Chris O (follow on Twitter: @COakleyFtbl)
Wed 6 September 2006

England In The 70's: Part 4

A Chance of Glory

When Ron Greenwood was appointed temporary manager of the England football team on August 17th 1977, the nation was under no illusions about his chances of reaching the 1978 World Cup Finals. They were small to the point of being barely existent.

His predecessor, Don Revie, had endured months of growing pressure following England’s World Cup qualifying defeat away to Italy in November 1976 and decided to leave his post during the summer of 1977, much to everyone’s surprise. Greenwood therefore knew his side had to beat Luxembourg away and Italy at home, not to mention hope for a win by the former over the latter in the final group game, to qualify for Argentina ’78.

To his credit, Ron Greenwood took care of his side of the bargain by steering England to a 2-0 win over the Italians at Wembley. Kevin Keegan and Trevor Brooking, a partnership that would go on to perform well for England as a double-act, both got on the scoresheet that night in November 1977, but any optimism gained there and then was to last just two-and-a-half weeks. In early December, Italy beat Luxembourg 3-0 and subsequently qualified for the World Cup Finals. Level on points with England, Italy’s record was better only by the three goals they’d scored in the last game.

No-one really expected Ron Greenwood to achieve the impossible after Revie’s exit, but the win against Italy gave the nation hope that England were starting to turn a corner under his leadership. The Football Association were inclined to agree, and by the time England played their next match - a friendly at home to West Germany in February 1978 - they’d given Greenwood the job permanently.

The winning mentality

It proved to be a worthwhile decision. In the summer of 1978, England swept through the Home International Championship with three wins out of three. Greenwood quickly settled on a mixture of players from Revie’s era as well as a few new players who were starting to emerge at club level. Ray Clemence and Peter Shilton continued to battle for a starting place in goal while in defence Phil Neal, Mick Mills and Dave Watson became regular choices. In midfield, Greenwood favoured the likes of Steve Coppell, Trevor Francis and Trevor Brooking, while up front the inimitable Kevin Keegan could always be relied upon to score goals regularly.

In the Autumn of 1978, Greenwood embarked on his first major competition since taking over the England manager’s role - qualification for the newly-expanded European Championship finals in Italy in 1980. Things got off to an exciting start as England beat Denmark 4-3 in Copenhagen, two goals coming from Kevin Keegan - now a Hamburg SV player.

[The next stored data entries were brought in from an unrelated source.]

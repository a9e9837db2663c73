//! Steady-state plasma and tissue concentrations
//!
//! Every model supplies its closed-form plasma Css for a constant oral dose rate.
//! Blood, free plasma and tissue concentrations are post-multiplications of that
//! value; nothing here reaches back into the model.

pub mod numeric;

use std::fmt;

use log::debug;
use serde::{Deserialize, Serialize};

use crate::data::physiology::{Species, Tissue};
use crate::data::store::PropertyStore;
use crate::data::units::{convert_concentration, ConcentrationUnit};
use crate::error::Warnings;
use crate::models::{positive_fup, ModelKind};
use crate::parameters::{ChemicalInput, Param, ParameterSet, ParameterizeOptions};
use crate::PbtkError;

pub use numeric::{days_to_steady_state, numeric_css_plasma, SteadyStateDays, SteadyStateOptions};

/// Which concentration a Css is reported for
#[derive(Debug, Clone, Copy, PartialEq, Eq, Default, Serialize, Deserialize)]
pub enum ConcentrationKind {
    #[default]
    Plasma,
    Blood,
    /// Total tissue concentration
    Tissue(Tissue),
    /// Unbound plasma concentration
    FreePlasma,
}

impl fmt::Display for ConcentrationKind {
    fn fmt(&self, f: &mut fmt::Formatter<'_>) -> fmt::Result {
        match self {
            ConcentrationKind::Plasma => write!(f, "plasma"),
            ConcentrationKind::Blood => write!(f, "blood"),
            ConcentrationKind::Tissue(tissue) => write!(f, "{}", tissue.name()),
            ConcentrationKind::FreePlasma => write!(f, "free plasma"),
        }
    }
}

#[derive(Debug, Clone, Copy, PartialEq, Serialize, Deserialize)]
#[serde(default)]
pub struct CssOptions {
    /// Constant oral dose (mg/kg BW/day)
    pub daily_dose: f64,
    pub concentration: ConcentrationKind,
    /// uM or mg/L
    pub output_unit: ConcentrationUnit,
}

impl Default for CssOptions {
    fn default() -> Self {
        Self {
            daily_dose: 1.0,
            concentration: ConcentrationKind::Plasma,
            output_unit: ConcentrationUnit::Um,
        }
    }
}

impl CssOptions {
    pub fn from_json(json: &str) -> Result<Self, PbtkError> {
        Ok(serde_json::from_str(json)?)
    }

    pub fn with_daily_dose(mut self, daily_dose: f64) -> Self {
        self.daily_dose = daily_dose;
        self
    }

    pub fn with_concentration(mut self, concentration: ConcentrationKind) -> Self {
        self.concentration = concentration;
        self
    }

    pub fn with_output_unit(mut self, unit: ConcentrationUnit) -> Self {
        self.output_unit = unit;
        self
    }
}

#[derive(Debug, Clone, PartialEq, Serialize, Deserialize)]
pub struct CssResult {
    pub model: ModelKind,
    pub value: f64,
    pub unit: ConcentrationUnit,
    pub concentration: ConcentrationKind,
    pub warnings: Warnings,
}

/// Tissue : unbound plasma coefficient of `tissue` carried by `params`
fn tissue_partition(params: &ParameterSet, tissue: Tissue) -> Result<f64, PbtkError> {
    params
        .partition()
        .and_then(|set| set.get(tissue))
        .or_else(|| params.model().model().compartment_partition(params, tissue))
        .ok_or_else(|| {
            PbtkError::missing(
                format!("K{}2pu", tissue.name()),
                "tissue steady-state concentration",
            )
        })
}

/// Analytic steady-state concentration under constant oral dosing
pub fn calc_analytic_css(
    params: &ParameterSet,
    options: &CssOptions,
) -> Result<CssResult, PbtkError> {
    let fup = positive_fup(params)?;
    if options.output_unit == ConcentrationUnit::Ppmv {
        return Err(PbtkError::domain(
            "steady-state concentrations are reported in uM or mg/L",
        ));
    }
    let model = params.model();
    let plasma = model
        .model()
        .css_plasma(params, options.daily_dose / 24.0)?;

    let factor = match options.concentration {
        ConcentrationKind::Plasma => 1.0,
        ConcentrationKind::Blood => params.get(Param::Rblood2plasma)?,
        ConcentrationKind::FreePlasma => fup,
        ConcentrationKind::Tissue(tissue) => fup * tissue_partition(params, tissue)?,
    };
    let value = convert_concentration(
        plasma * factor,
        ConcentrationUnit::MgPerL,
        options.output_unit,
        params.get(Param::MolecularWeight)?,
    )?;
    debug!(
        "{} Css ({}) for {} mg/kg/day: {} {}",
        model, options.concentration, options.daily_dose, value, options.output_unit
    );

    Ok(CssResult {
        model,
        value,
        unit: options.output_unit,
        concentration: options.concentration,
        warnings: params.warnings().clone(),
    })
}

/// Resolve the chemical (or take its ready parameter set) and compute its Css
pub fn calc_css(
    store: &dyn PropertyStore,
    input: &ChemicalInput,
    model: ModelKind,
    species: Species,
    options: &CssOptions,
    parameterize_options: &ParameterizeOptions,
) -> Result<CssResult, PbtkError> {
    let params = input.resolve(store, model, species, parameterize_options)?;
    calc_analytic_css(&params, options)
}

/// Daily oral dose (mg/kg BW/day) that yields `bioactive_conc` (uM) at steady state.
///
/// Uses the concentration kind of `options`; its dose and unit are ignored.
pub fn calc_oral_equivalent_dose(
    params: &ParameterSet,
    bioactive_conc: f64,
    options: &CssOptions,
) -> Result<f64, PbtkError> {
    let unit_css = calc_analytic_css(
        params,
        &CssOptions {
            daily_dose: 1.0,
            output_unit: ConcentrationUnit::Um,
            ..*options
        },
    )?;
    if unit_css.value.is_nan() || unit_css.value <= 0.0 {
        return Err(PbtkError::domain(format!(
            "Css at 1 mg/kg/day is {}, no oral equivalent exists",
            unit_css.value
        )));
    }
    Ok(bioactive_conc / unit_css.value)
}
//! Host data and storage-buffer binding bookkeeping.

use crate::error::{Error, Result};
use crate::types::ScalarKind;

/// A CPU-resident numeric buffer in one of the kinds callers supply.
///
/// Only the 32-bit kinds can be registered; the wider kinds exist so that
/// rejecting them is part of the contract rather than a panic.
#[derive(Clone, Debug, PartialEq)]
pub enum HostBuffer {
    F32(Vec<f32>),
    I32(Vec<i32>),
    U32(Vec<u32>),
    F64(Vec<f64>),
    I64(Vec<i64>),
}

impl HostBuffer {
    /// The storage element kind, or `UnsupportedType` for non-32-bit kinds.
    pub fn element_kind(&self) -> Result<ScalarKind> {
        match self {
            HostBuffer::F32(_) => Ok(ScalarKind::F32),
            HostBuffer::I32(_) => Ok(ScalarKind::I32),
            HostBuffer::U32(_) => Ok(ScalarKind::U32),
            HostBuffer::F64(_) => Err(Error::UnsupportedType("f64".to_string())),
            HostBuffer::I64(_) => Err(Error::UnsupportedType("i64".to_string())),
        }
    }

    pub fn byte_len(&self) -> u64 {
        match self {
            HostBuffer::F32(v) => (v.len() * 4) as u64,
            HostBuffer::I32(v) => (v.len() * 4) as u64,
            HostBuffer::U32(v) => (v.len() * 4) as u64,
            HostBuffer::F64(v) => (v.len() * 8) as u64,
            HostBuffer::I64(v) => (v.len() * 8) as u64,
        }
    }

    pub fn as_bytes(&self) -> &[u8] {
        match self {
            HostBuffer::F32(v) => bytemuck::cast_slice(v),
            HostBuffer::I32(v) => bytemuck::cast_slice(v),
            HostBuffer::U32(v) => bytemuck::cast_slice(v),
            HostBuffer::F64(v) => bytemuck::cast_slice(v),
            HostBuffer::I64(v) => bytemuck::cast_slice(v),
        }
    }
}

/// One registered input: shader-visible name, two-level address, element
/// kind, and byte length. Binding indices are assigned monotonically
/// across all inputs regardless of group and never reused within a build.
#[derive(Clone, Debug, PartialEq)]
pub struct BufferBinding {
    pub name: String,
    pub group: u32,
    pub binding: u32,
    pub kind: ScalarKind,
    pub byte_len: u64,
}

/// Registration-ordered input bindings plus the monotonic index counter.
#[derive(Default, Debug)]
pub struct BindingTable {
    inputs: Vec<BufferBinding>,
    next_binding: u32,
}

impl BindingTable {
    pub fn add_input(&mut self, name: &str, kind: ScalarKind, byte_len: u64, group: u32) -> u32 {
        let binding = self.next_binding;
        self.next_binding += 1;
        self.inputs.push(BufferBinding {
            name: name.to_string(),
            group,
            binding,
            kind,
            byte_len,
        });
        binding
    }

    pub fn inputs(&self) -> &[BufferBinding] {
        &self.inputs
    }

    /// Position of the most recent registration under `name`.
    pub fn position(&self, name: &str) -> Option<usize> {
        self.inputs.iter().rposition(|b| b.name == name)
    }

    /// The binding-declaration header, one line per input in registration
    /// order.
    pub fn header(&self) -> String {
        let mut out = String::new();
        for b in &self.inputs {
            out.push_str(&format!(
                "@group({}) @binding({}) var<storage, read_write> {} : array<{}>;\n",
                b.group, b.binding, b.name, b.kind
            ));
        }
        out
    }

    /// One storage-buffer, compute-visible layout entry per input, in
    /// registration order.
    pub fn layout_entries(&self) -> Vec<wgpu::BindGroupLayoutEntry> {
        self.inputs
            .iter()
            .map(|b| wgpu::BindGroupLayoutEntry {
                binding: b.binding,
                visibility: wgpu::ShaderStages::COMPUTE,
                ty: wgpu::BindingType::Buffer {
                    ty: wgpu::BufferBindingType::Storage { read_only: false },
                    has_dynamic_offset: false,
                    min_binding_size: None,
                },
                count: None,
            })
            .collect()
    }

    /// Order-sensitive identity of the current buffer set. A pipeline
    /// artifact is valid only for the fingerprint it was built against.
    pub fn fingerprint(&self) -> Vec<(String, u32, u32)> {
        self.inputs
            .iter()
            .map(|b| (b.name.clone(), b.group, b.binding))
            .collect()
    }
}
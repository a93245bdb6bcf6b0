//! The manager tying both halves together: exclusive owner of the device
//! buffers, the translation session, and the current pipeline artifact.
//! One runner per logical builder; every mutating operation takes
//! `&mut self`, so translation and dispatch are externally serialized by
//! the borrow checker.

use tracing::{debug, info};

use crate::error::{Error, Result};
use crate::gpu::bindings::{BindingTable, HostBuffer};
use crate::gpu::pipeline::PipelineArtifact;
use crate::gpu::GpuContext;
use crate::infer::CallArg;
use crate::session::Session;
use crate::types::{ScalarKind, TypeTable, WgslType};

/// A host-mappable readback target. The computation mutates inputs in
/// place; an output is a staging copy of its linked input taken after the
/// dispatch, not a distinct result written by the shader.
struct OutputBinding {
    name: String,
    /// Index into the input registration order this output copies from.
    input_index: usize,
    buffer: wgpu::Buffer,
}

pub struct KernelRunner {
    ctx: GpuContext,
    session: Session,
    table: BindingTable,
    /// Device buffers aligned with `table.inputs()`.
    input_buffers: Vec<wgpu::Buffer>,
    outputs: Vec<OutputBinding>,
    artifact: Option<PipelineArtifact>,
}

impl KernelRunner {
    pub fn new(ctx: GpuContext) -> Self {
        Self::with_session(ctx, Session::new())
    }

    /// Adopt an already-populated translation session.
    pub fn with_session(ctx: GpuContext, session: Session) -> Self {
        Self {
            ctx,
            session,
            table: BindingTable::default(),
            input_buffers: Vec::new(),
            outputs: Vec::new(),
            artifact: None,
        }
    }

    /// Acquire a device and build a runner on it.
    pub fn acquire() -> Result<Self> {
        Ok(Self::new(GpuContext::acquire()?))
    }

    /// Allocate a device-resident storage buffer, write `data` into it
    /// immediately, and assign the next binding index. The element kind is
    /// validated before any state is touched.
    pub fn register_input(&mut self, name: &str, data: &HostBuffer, group: u32) -> Result<u32> {
        let kind = data.element_kind()?;
        let buffer = self.ctx.device.create_buffer(&wgpu::BufferDescriptor {
            label: Some(name),
            size: data.byte_len(),
            usage: wgpu::BufferUsages::STORAGE
                | wgpu::BufferUsages::COPY_DST
                | wgpu::BufferUsages::COPY_SRC,
            mapped_at_creation: false,
        });
        self.ctx.queue.write_buffer(&buffer, 0, data.as_bytes());
        let binding = self.table.add_input(name, kind, data.byte_len(), group);
        self.input_buffers.push(buffer);
        self.artifact = None;
        debug!(name, binding, "input buffer registered");
        Ok(binding)
    }

    /// Register a host-mappable output receiving a post-dispatch copy of
    /// the linked input. Fails `UnknownLink` before anything is recorded
    /// if that input was never registered.
    pub fn register_output(&mut self, name: &str, linked: &str, sizing: &HostBuffer) -> Result<()> {
        let input_index = self
            .table
            .position(linked)
            .ok_or_else(|| Error::UnknownLink(linked.to_string()))?;
        let buffer = self.ctx.device.create_buffer(&wgpu::BufferDescriptor {
            label: Some(name),
            size: sizing.byte_len(),
            usage: wgpu::BufferUsages::MAP_READ | wgpu::BufferUsages::COPY_DST,
            mapped_at_creation: false,
        });
        self.outputs.push(OutputBinding {
            name: name.to_string(),
            input_index,
            buffer,
        });
        self.artifact = None;
        debug!(name, linked, "output buffer registered");
        Ok(())
    }

    // Translation and the correction loop proxy to the session; anything
    // that can change the assembled source drops the current artifact.

    pub fn translate_function(
        &mut self,
        source: &str,
        return_type: WgslType,
        param_types: &[WgslType],
    ) -> Result<String> {
        self.artifact = None;
        self.session
            .translate_function(source, return_type, param_types)
    }

    pub fn translate_function_with_args(
        &mut self,
        source: &str,
        return_type: WgslType,
        args: &[CallArg],
    ) -> Result<String> {
        self.artifact = None;
        self.session
            .translate_function_with_args(source, return_type, args)
    }

    pub fn translate_entry(&mut self, source: &str, workgroup: &[u32]) -> Result<String> {
        self.artifact = None;
        self.session.translate_entry(source, workgroup)
    }

    pub fn list_variables(&self, function: &str) -> Result<&TypeTable> {
        self.session.list_variables(function)
    }

    pub fn submit_edit(&mut self, function: &str, variable: &str, new_type: &str) -> Result<()> {
        self.session.submit_edit(function, variable, new_type)
    }

    /// Regenerate if any edit occurred since the last confirm. A
    /// regeneration invalidates the current pipeline.
    pub fn confirm(&mut self) -> Result<bool> {
        let regenerated = self.session.confirm()?;
        if regenerated {
            self.artifact = None;
        }
        Ok(regenerated)
    }

    /// The current assembled shader source: binding header, helper bodies,
    /// entry point.
    pub fn shader_source(&self) -> String {
        self.session.assemble(&self.table.header())
    }

    /// Assemble and compile the current source against the current buffer
    /// set.
    pub fn build(&mut self) -> Result<()> {
        let entry = self
            .session
            .entry_point()
            .ok_or_else(|| Error::Compile("no compute entry point has been translated".to_string()))?
            .to_string();
        let source = self.shader_source();
        debug!(%source, "compiling assembled shader");
        self.artifact = Some(PipelineArtifact::compile(
            &self.ctx,
            &source,
            &entry,
            &self.table,
        )?);
        Ok(())
    }

    /// Encode one compute pass plus one copy per output (the linked
    /// input's current contents, sized to that input) and submit them as a
    /// single command buffer.
    pub fn dispatch(&mut self, workgroup_counts: [u32; 3]) -> Result<()> {
        let artifact = self.artifact.as_ref().ok_or_else(|| {
            Error::LayoutMismatch("no pipeline built for the current buffer set".to_string())
        })?;
        if artifact.fingerprint != self.table.fingerprint() {
            return Err(Error::LayoutMismatch(
                "buffers were registered after the last build".to_string(),
            ));
        }

        let entries: Vec<wgpu::BindGroupEntry> = self
            .table
            .inputs()
            .iter()
            .zip(&self.input_buffers)
            .map(|(b, buffer)| wgpu::BindGroupEntry {
                binding: b.binding,
                resource: buffer.as_entire_binding(),
            })
            .collect();
        let bind_group = self.ctx.device.create_bind_group(&wgpu::BindGroupDescriptor {
            label: Some("kernel-bind-group"),
            layout: &artifact.bind_group_layout,
            entries: &entries,
        });

        let mut encoder = self
            .ctx
            .device
            .create_command_encoder(&wgpu::CommandEncoderDescriptor {
                label: Some("kernel-encoder"),
            });
        {
            let mut pass = encoder.begin_compute_pass(&wgpu::ComputePassDescriptor {
                label: Some("kernel-pass"),
                timestamp_writes: None,
            });
            pass.set_pipeline(&artifact.pipeline);
            pass.set_bind_group(0, &bind_group, &[]);
            pass.dispatch_workgroups(
                workgroup_counts[0],
                workgroup_counts[1],
                workgroup_counts[2],
            );
        }
        for output in &self.outputs {
            let source = &self.input_buffers[output.input_index];
            let len = self.table.inputs()[output.input_index].byte_len;
            encoder.copy_buffer_to_buffer(source, 0, &output.buffer, 0, len);
        }
        self.ctx.queue.submit(std::iter::once(encoder.finish()));
        info!(counts = ?workgroup_counts, "dispatch submitted");
        Ok(())
    }

    /// Map each output for read and copy its contents back to the host, in
    /// registration order. Sequencing after submission completion is
    /// guaranteed by the map wait itself.
    pub fn read_back(&mut self) -> Result<Vec<(String, HostBuffer)>> {
        let mut results = Vec::with_capacity(self.outputs.len());
        for output in &self.outputs {
            let kind = self.table.inputs()[output.input_index].kind;
            let slice = output.buffer.slice(..);
            let (tx, rx) = std::sync::mpsc::channel();
            slice.map_async(wgpu::MapMode::Read, move |result| {
                let _ = tx.send(result);
            });
            self.ctx.device.poll(wgpu::Maintain::Wait);
            rx.recv()
                .map_err(|_| Error::DeviceUnavailable {
                    reason: "readback channel closed".to_string(),
                })?
                .map_err(|e| Error::DeviceUnavailable {
                    reason: format!("buffer mapping failed: {e}"),
                })?;
            let data = slice.get_mapped_range();
            let host = match kind {
                ScalarKind::F32 => HostBuffer::F32(bytemuck::cast_slice(&data).to_vec()),
                ScalarKind::I32 => HostBuffer::I32(bytemuck::cast_slice(&data).to_vec()),
                ScalarKind::U32 => HostBuffer::U32(bytemuck::cast_slice(&data).to_vec()),
            };
            drop(data);
            output.buffer.unmap();
            results.push((output.name.clone(), host));
        }
        Ok(results)
    }

    /// How many inputs are currently registered.
    pub fn input_count(&self) -> usize {
        self.table.inputs().len()
    }
}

The second match, a 1-1 draw away to the Republic of Ireland, saw England’s only dropped points of the whole campaign, but it didn’t dampen the spirits for long. Into 1979, Greenwood’s men beat Northern Ireland 4-0 at home, then two wins and a draw helped them retain the Home International Championship during May. Come June of 1979, England were on an unbeaten run of 14 games and though it came to an end in a 4-3 friendly defeat to Austria, it once again proved to be a mere blip in the strengthening fortunes of Ron Greenwood’s England team.

Before the curtain fell on 1979 and indeed the entire decade, further European Championship qualifying wins were secured against Denmark, Northern Ireland and Bulgaria before the final match against the Republic of Ireland in February 1980 confirmed England’s first involvement in a major competition for ten years.

Full circle

The 1970’s had thereby ended as optimistically as they’d begun. England were no longer world champions - far from it, seemingly - but they were about to enter the limelight again as one of the best teams in Europe. Yet at a time when football in England was booming like never before, it’s strange to note how the national team failed to deliver when it really mattered.

The pool of talent available to Sir Alf Ramsey, Don Revie and Ron Greenwood was of a particularly high quality throughout, but for some reason the England manager of the day always seemed hard pushed to find the right combination of players that could bring the biggest success. Looking at the statistics, England won only 56% of its matches during the 1970’s and were losing around one game in every five. For a team with such high expectations, it simply wasn’t what the fans had come to expect.

Fortunately the appointment of Ron Greenwood provided a light at the end of the tunnel. England reached the 1980 European Championships and followed that with qualification for the 1982 World Cup. Though some may say England under-performed at both, it was at least an improvement on what had gone before and laid the foundations for greater success in the late-1980’s and early-1990’s.

And so the book is closed on a chapter of England’s footballing history that few people these days even dare to reflect on. It’s said that every country falls from grace from time to time and the 1970’s was just such a time for England, but the bitter-sweet memories remain. No more do we see the likes of Kevin Keegan, Mick Channon and Emlyn Hughes walking out onto the pitch at Wembley, but the efforts they made to keep England at the top of the world game, albeit in vein, remain to this very day.